Elle hésita à l’éveiller, décida qu’il valait mieux le laisser reposer. À tout hasard, elle laissa la porte de communication entrouverte et, de temps en temps, elle regardait l’heure avec étonnement, car les siestes de son mari étaient rarement longues.

À quatre heures, elle alla dans la cuisine pour mettre sa soupe au feu. À quatre heures et demie, elle jeta un coup d’œil dans la chambre, et son mari dormait toujours ; il devait rêver qu’il réfléchissait, car il avait les sourcils froncés, le front tout plissé et une drôle de moue aux lèvres.

Or voilà qu’un peu plus tard, alors qu’elle s’était rassise dans la salle à manger, à sa place, près de la fenêtre, elle entendait une voix qui prononçait avec impatience :

— Eh bien ! Cette communication ?

Elle se précipita, le regarda, étonnée, assis sur son séant.

— La ligne est occupée ? questionna-t-il le plus sérieusement du monde.

Cela fit un curieux effet à Mme Maigret. Elle eut presque peur, comme si son mari avait déliré.

— Bien sûr que j’ai la communication. Il y a près de trois heures de ça.

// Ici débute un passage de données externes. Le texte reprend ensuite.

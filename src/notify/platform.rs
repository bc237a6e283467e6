//! Notification platforms
//!
//! A platform is whatever actually puts a banner in front of the user. The
//! gateway only talks to the [`NotificationPlatform`] trait.

use super::types::{Notification, NotificationId, Permission};
use async_trait::async_trait;
use parking_lot::Mutex;
use std::collections::HashMap;
use thiserror::Error;

/// Platform failures
#[derive(Debug, Error)]
pub enum PlatformError {
    /// Notifications are not available here
    #[error("Notifications are not supported on this platform")]
    Unsupported,
    /// The platform refused to show the notification
    #[error("Failed to show notification: {0}")]
    ShowFailed(String),
}

/// Something that can display notifications
#[async_trait]
pub trait NotificationPlatform: Send + Sync {
    /// Whether notifications can be shown at all
    fn is_supported(&self) -> bool;

    /// Current permission
    fn permission(&self) -> Permission;

    /// Ask the user for permission
    async fn request_permission(&self) -> Permission;

    /// Display a notification
    fn show(&self, notification: &Notification) -> Result<(), PlatformError>;

    /// Dismiss a notification if it is still visible
    fn close(&self, id: NotificationId);
}

/// Terminal banners written through the log
///
/// Notifications sharing a tag replace each other, so at most one banner per
/// tag is live at a time.
#[derive(Debug, Default)]
pub struct ConsolePlatform {
    live: Mutex<HashMap<String, NotificationId>>,
}

impl ConsolePlatform {
    /// Create a console platform
    pub fn new() -> Self {
        Self::default()
    }

    /// Number of banners currently live
    pub fn live_count(&self) -> usize {
        self.live.lock().len()
    }
}

#[async_trait]
impl NotificationPlatform for ConsolePlatform {
    fn is_supported(&self) -> bool {
        true
    }

    fn permission(&self) -> Permission {
        Permission::Granted
    }

    async fn request_permission(&self) -> Permission {
        Permission::Granted
    }

    fn show(&self, notification: &Notification) -> Result<(), PlatformError> {
        let replaced = self
            .live
            .lock()
            .insert(notification.tag.clone(), notification.id);
        if let Some(old) = replaced {
            tracing::debug!(%old, tag = %notification.tag, "Replacing notification");
        }
        tracing::info!(
            target: "notification",
            id = %notification.id,
            tag = %notification.tag,
            "{}: {}",
            notification.title,
            notification.body
        );
        Ok(())
    }

    fn close(&self, id: NotificationId) {
        self.live.lock().retain(|_, live| *live != id);
    }
}

/// Platform without notification support
#[derive(Debug, Default, Clone, Copy)]
pub struct UnsupportedPlatform;

#[async_trait]
impl NotificationPlatform for UnsupportedPlatform {
    fn is_supported(&self) -> bool {
        false
    }

    fn permission(&self) -> Permission {
        Permission::Denied
    }

    async fn request_permission(&self) -> Permission {
        Permission::Denied
    }

    fn show(&self, _notification: &Notification) -> Result<(), PlatformError> {
        Err(PlatformError::Unsupported)
    }

    fn close(&self, _id: NotificationId) {}
}
//! CLI interface for live-quotes
//!
//! Provides subcommands for:
//! - `login` / `register` / `logout`: manage the stored session
//! - `watch`: stream live prices, alerts and connection state
//! - `positions` / `alerts`: show portfolio data from the REST API
//! - `buy` / `sell`: record or close a position
//! - `alert add` / `alert remove`: manage price alerts
//! - `search`: look up listed stocks
//! - `status`: show the stored session
//! - `config`: show the effective configuration

mod login;
mod portfolio;
mod watch;

pub use login::{LoginArgs, RegisterArgs};
pub use portfolio::{AlertCommand, AlertsArgs, BuyArgs, PositionsArgs, SearchArgs, SellArgs, Side};
pub use watch::WatchArgs;

use clap::{Parser, Subcommand};

#[derive(Parser, Debug)]
#[command(name = "live-quotes")]
#[command(about = "Real-time equity prices with alert notifications")]
#[command(version)]
pub struct Cli {
    #[command(subcommand)]
    pub command: Commands,

    /// Path to configuration file
    #[arg(short, long, default_value = "config.toml")]
    pub config: String,
}

#[derive(Subcommand, Debug)]
pub enum Commands {
    /// Log in and store the session
    Login(LoginArgs),
    /// Create an account
    Register(RegisterArgs),
    /// Close the connection and forget the stored session
    Logout,
    /// Stream live prices
    Watch(WatchArgs),
    /// Show open positions with target prices
    Positions(PositionsArgs),
    /// Show alert definitions
    Alerts(AlertsArgs),
    /// Create or remove a price alert
    #[command(subcommand)]
    Alert(AlertCommand),
    /// Record a position
    Buy(BuyArgs),
    /// Close a position
    Sell(SellArgs),
    /// Search listed stocks
    Search(SearchArgs),
    /// Show the stored session
    Status,
    /// Show configuration
    Config,
}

Il l’observait, incrédule.

— Qu’est-ce que tu racontes ? Voyons, quelle heure est-il ?

— Cinq heures moins le quart.

Il ne s’était même pas aperçu qu’il s’était endormi. Il avait cru fermer les yeux le temps d’un coup de téléphone.

— Où était-ce ?

— À Vincennes.

— Qu’est-ce que j’avais dit ! triompha-t-il.

Il n’en avait parlé à personne, mais il l’avait suffisamment pensé pour que ce fût tout comme.

— Appelle-moi la rue des Saussaies... 00-90... Demande le bureau de Colombani...

— Qu’est-ce que je dois lui dire ?

— Rien. Je lui parlerai, pour autant qu’il ne soit pas encore en route.

Colombani était encore à son bureau. Il avait d’ailleurs l’habitude d’arriver en retard à ses rendez-vous. Il fut bien gentil et consentit à venir voir son collègue chez lui au lieu de le rencontrer à la P. J.

***

Elle lui avait préparé, sur sa demande, une tasse de café fort, mais cela n’avait pas suffi à le réveiller tout à fait. Il avait un tel arriéré de sommeil que ses paupières restaient roses, picotantes. Il lui semblait que sa peau était trop tendue. Il n’avait pas eu le courage de s’habiller et il avait passé un pantalon, des pantoufles, une robe de chambre sur sa chemise de nuit au col orné de petites croix rouges.